### Problem to work on
From the top of the records below, return each line exactly, ending with the line that contains "of the line.".

### Recorded information
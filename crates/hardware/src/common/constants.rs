//! Global Machine Constants.
//!
//! This module defines machine-wide constants used across the simulator. It includes:
//! 1. **Memory Constants:** Size of the byte-addressable memory.
//! 2. **Register Constants:** Vector register width and flag bit positions.
//! 3. **Cache Constants:** Block sizes of the instruction and data caches.
//! 4. **Simulation Constants:** The step-count guard applied in run mode.

/// Number of byte cells in main memory.
pub const MEMORY_SIZE: usize = 256;

/// Number of 8-bit lanes in the vector accumulator (VAC).
pub const VECTOR_LANES: usize = 4;

/// Bit of AC that drives the negative (N) flag.
pub const SIGN_BIT: u8 = 0x80;

/// Instruction cache block size in bytes.
pub const ICACHE_BLOCK_BYTES: usize = 8;

/// Data cache block size in bytes.
pub const DCACHE_BLOCK_BYTES: usize = 16;

/// Maximum number of steps taken by a single run before it is stopped.
pub const LOOP_GUARD: u32 = 10_000;

/// Number of cells consumed by an instruction that takes an address operand.
pub const OPERAND_INSTRUCTION_SIZE: usize = 2;

/// Number of cells consumed by an implied instruction, a data literal, or a blank line.
pub const SIMPLE_INSTRUCTION_SIZE: usize = 1;

/// First-line header selecting hexadecimal literals in a program file.
pub const HEX_HEADER: &str = "#HEX";

/// First-line header selecting decimal literals in a program file.
pub const DEC_HEADER: &str = "#DEC";

/// Character that starts a comment running to the end of the line.
pub const COMMENT_CHAR: char = ';';
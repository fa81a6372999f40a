//! Numeral Parser.
//!
//! Permissive base-aware integer parsing shared by the assembler, the base
//! converter and the driver. Parsing reads an optional sign, an optional `0x`
//! prefix when the base is hexadecimal, and then the longest run of valid
//! digits. Anything after that run is ignored. A token with no leading digits
//! has no value.
//!
//! [`parse_literal`] never fails: a token without a value assembles as zero.

use crate::common::Base;

/// Parses the leading integer of `token` in `base`.
///
/// Returns `None` when no digits can be read. Leading whitespace is skipped.
/// Accumulation wraps on overflow; only the low byte matters to callers.
pub fn parse(token: &str, base: Base) -> Option<i64> {
    let radix = base.radix();
    let mut rest = token.trim_start();

    let negative = match rest.as_bytes().first() {
        Some(b'-') => {
            rest = &rest[1..];
            true
        }
        Some(b'+') => {
            rest = &rest[1..];
            false
        }
        _ => false,
    };

    if base == Base::Hex {
        if let Some(stripped) = rest.strip_prefix("0x").or_else(|| rest.strip_prefix("0X")) {
            rest = stripped;
        }
    }

    let mut value: i64 = 0;
    let mut digits = 0usize;
    for digit in rest.chars().map_while(|c| c.to_digit(radix)) {
        value = value.wrapping_mul(i64::from(radix)).wrapping_add(i64::from(digit));
        digits += 1;
    }

    if digits == 0 {
        return None;
    }
    Some(if negative { value.wrapping_neg() } else { value })
}

/// Parses a literal and masks it to one byte, defaulting to 0.
///
/// Empty tokens and tokens without leading digits produce 0. Negative values
/// wrap (`-1` becomes 255).
pub fn parse_literal(token: &str, base: Base) -> u8 {
    parse(token, base).map_or(0, |v| (v & 0xFF) as u8)
}

/// Renders a value: plain digits in decimal, uppercase digits in hexadecimal.
///
/// No zero padding and no prefix. Negative values get a leading `-`.
pub fn format<T: Into<i64>>(value: T, base: Base) -> String {
    let value: i64 = value.into();
    let sign = if value < 0 { "-" } else { "" };
    let magnitude = value.unsigned_abs();
    match base {
        Base::Dec => format!("{sign}{magnitude}"),
        Base::Hex => format!("{sign}{magnitude:X}"),
    }
}
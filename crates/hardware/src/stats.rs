//! Simulation statistics collection and reporting.
//!
//! This module tracks execution metrics for the simulator. It provides:
//! 1. **Instruction count:** Total executed instructions.
//! 2. **Instruction mix:** Counts by group (load, store, ALU, branch, vector, system).
//! 3. **Control flow:** Taken jumps and engine faults.
//! 4. **Cache behavior:** Hit/miss counts for the instruction and data caches.

use std::time::Instant;

use serde::Serialize;

use crate::isa::instruction::{Group, Mnemonic};

/// Simulation statistics structure tracking all execution metrics.
#[derive(Debug, Clone, Serialize)]
pub struct SimStats {
    #[serde(skip)]
    start_time: Instant,
    /// Number of instructions executed (HLT included).
    pub instructions_retired: u64,

    /// Count of LDA instructions.
    pub inst_load: u64,
    /// Count of STA instructions.
    pub inst_store: u64,
    /// Count of scalar ALU instructions (ADD, OR, AND, NOT).
    pub inst_alu: u64,
    /// Count of jump instructions, taken or not.
    pub inst_branch: u64,
    /// Count of vector-unit instructions.
    pub inst_vector: u64,
    /// Count of NOP and HLT.
    pub inst_system: u64,

    /// Jumps that changed the program counter.
    pub branches_taken: u64,
    /// Engine faults raised.
    pub faults: u64,

    /// Instruction cache hit count.
    pub icache_hits: u64,
    /// Instruction cache miss count.
    pub icache_misses: u64,
    /// Data cache hit count.
    pub dcache_hits: u64,
    /// Data cache miss count.
    pub dcache_misses: u64,
}

impl Default for SimStats {
    fn default() -> Self {
        Self {
            start_time: Instant::now(),
            instructions_retired: 0,
            inst_load: 0,
            inst_store: 0,
            inst_alu: 0,
            inst_branch: 0,
            inst_vector: 0,
            inst_system: 0,
            branches_taken: 0,
            faults: 0,
            icache_hits: 0,
            icache_misses: 0,
            dcache_hits: 0,
            dcache_misses: 0,
        }
    }
}

/// Section names for selective stats output.
///
/// Valid section identifiers: `"summary"`, `"instruction_mix"`, `"memory"`.
/// Pass an empty slice to `print_sections` to print all sections.
pub const STATS_SECTIONS: &[&str] = &["summary", "instruction_mix", "memory"];

impl SimStats {
    /// Counts one executed instruction.
    pub const fn record(&mut self, mnemonic: Mnemonic) {
        self.instructions_retired += 1;
        let counter = match mnemonic.group() {
            Group::Load => &mut self.inst_load,
            Group::Store => &mut self.inst_store,
            Group::Alu => &mut self.inst_alu,
            Group::Branch => &mut self.inst_branch,
            Group::Vector => &mut self.inst_vector,
            Group::System => &mut self.inst_system,
        };
        *counter += 1;
    }

    /// Renders the requested sections as text.
    ///
    /// Each element of `sections` should be one of [`STATS_SECTIONS`]. An
    /// empty slice renders every section.
    pub fn render_sections(&self, sections: &[String]) -> String {
        let want = |s: &str| sections.is_empty() || sections.iter().any(|x| x == s);
        let instr = self.instructions_retired.max(1) as f64;
        let pct = |n: u64| (n as f64 / instr) * 100.0;
        let mut out = String::new();

        if want("summary") {
            let seconds = self.start_time.elapsed().as_secs_f64();
            out.push_str("\n==========================================================\n");
            out.push_str("NEANDERWEB-V SIMULATION STATISTICS\n");
            out.push_str("==========================================================\n");
            out.push_str(&format!("host_seconds             {seconds:.4} s\n"));
            out.push_str(&format!("sim_insts                {}\n", self.instructions_retired));
            out.push_str(&format!("branches.taken           {}\n", self.branches_taken));
            out.push_str(&format!("faults                   {}\n", self.faults));
            out.push_str("----------------------------------------------------------\n");
        }
        if want("instruction_mix") {
            out.push_str("INSTRUCTION MIX\n");
            for (name, n) in [
                ("op.load", self.inst_load),
                ("op.store", self.inst_store),
                ("op.alu", self.inst_alu),
                ("op.branch", self.inst_branch),
                ("op.vector", self.inst_vector),
                ("op.system", self.inst_system),
            ] {
                out.push_str(&format!("  {name:<21}{n} ({:.2}%)\n", pct(n)));
            }
            out.push_str("----------------------------------------------------------\n");
        }
        if want("memory") {
            out.push_str("MEMORY HIERARCHY\n");
            for (name, hits, misses) in [
                ("icache", self.icache_hits, self.icache_misses),
                ("dcache", self.dcache_hits, self.dcache_misses),
            ] {
                let total = hits + misses;
                let rate = if total > 0 {
                    100.0 * hits as f64 / total as f64
                } else {
                    0.0
                };
                out.push_str(&format!(
                    "  {name:<8} accesses: {total:<8} hits: {hits:<8} misses: {misses:<8} rate: {rate:.2}%\n"
                ));
            }
            out.push_str("==========================================================\n");
        }
        out
    }

    /// Prints only the requested statistics sections to stdout.
    pub fn print_sections(&self, sections: &[String]) {
        print!("{}", self.render_sections(sections));
    }

    /// Prints every section to stdout.
    pub fn print(&self) {
        self.print_sections(&[]);
    }
}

### Task answer
filename crates/hardware/src/common/constants.rs
//! Global Machine Constants.
//!
//! This module defines machine-wide constants used across the simulator. It includes:
//! 1. **Memory Constants:** Size of the byte-addressable memory.
//! 2. **Register Constants:** Vector register width and flag bit positions.
//! 3. **Cache Constants:** Block sizes of the instruction and data caches.
//! 4. **Simulation Constants:** The step-count guard applied in run mode.

/// Number of byte cells in main memory.
pub const MEMORY_SIZE: usize = 256;

/// Number of 8-bit lanes in the vector accumulator (VAC).
pub const VECTOR_LANES: usize = 4;

/// Bit of AC that drives the negative (N) flag.
pub const SIGN_BIT: u8 = 0x80;

/// Instruction cache block size in bytes.
pub const ICACHE_BLOCK_BYTES: usize = 8;

/// Data cache block size in bytes.
pub const DCACHE_BLOCK_BYTES: usize = 16;

/// Maximum number of steps taken by a single run before it is stopped.
pub const LOOP_GUARD: u32 = 10_000;

/// Number of cells consumed by an instruction that takes an address operand.
pub const OPERAND_INSTRUCTION_SIZE: usize = 2;

/// Number of cells consumed by an implied instruction, a data literal, or a blank line.
pub const SIMPLE_INSTRUCTION_SIZE: usize = 1;

/// First-line header selecting hexadecimal literals in a program file.
pub const HEX_HEADER: &str = "#HEX";

/// First-line header selecting decimal literals in a program file.
pub const DEC_HEADER: &str = "#DEC";

/// Character that starts a comment running to the end of the line.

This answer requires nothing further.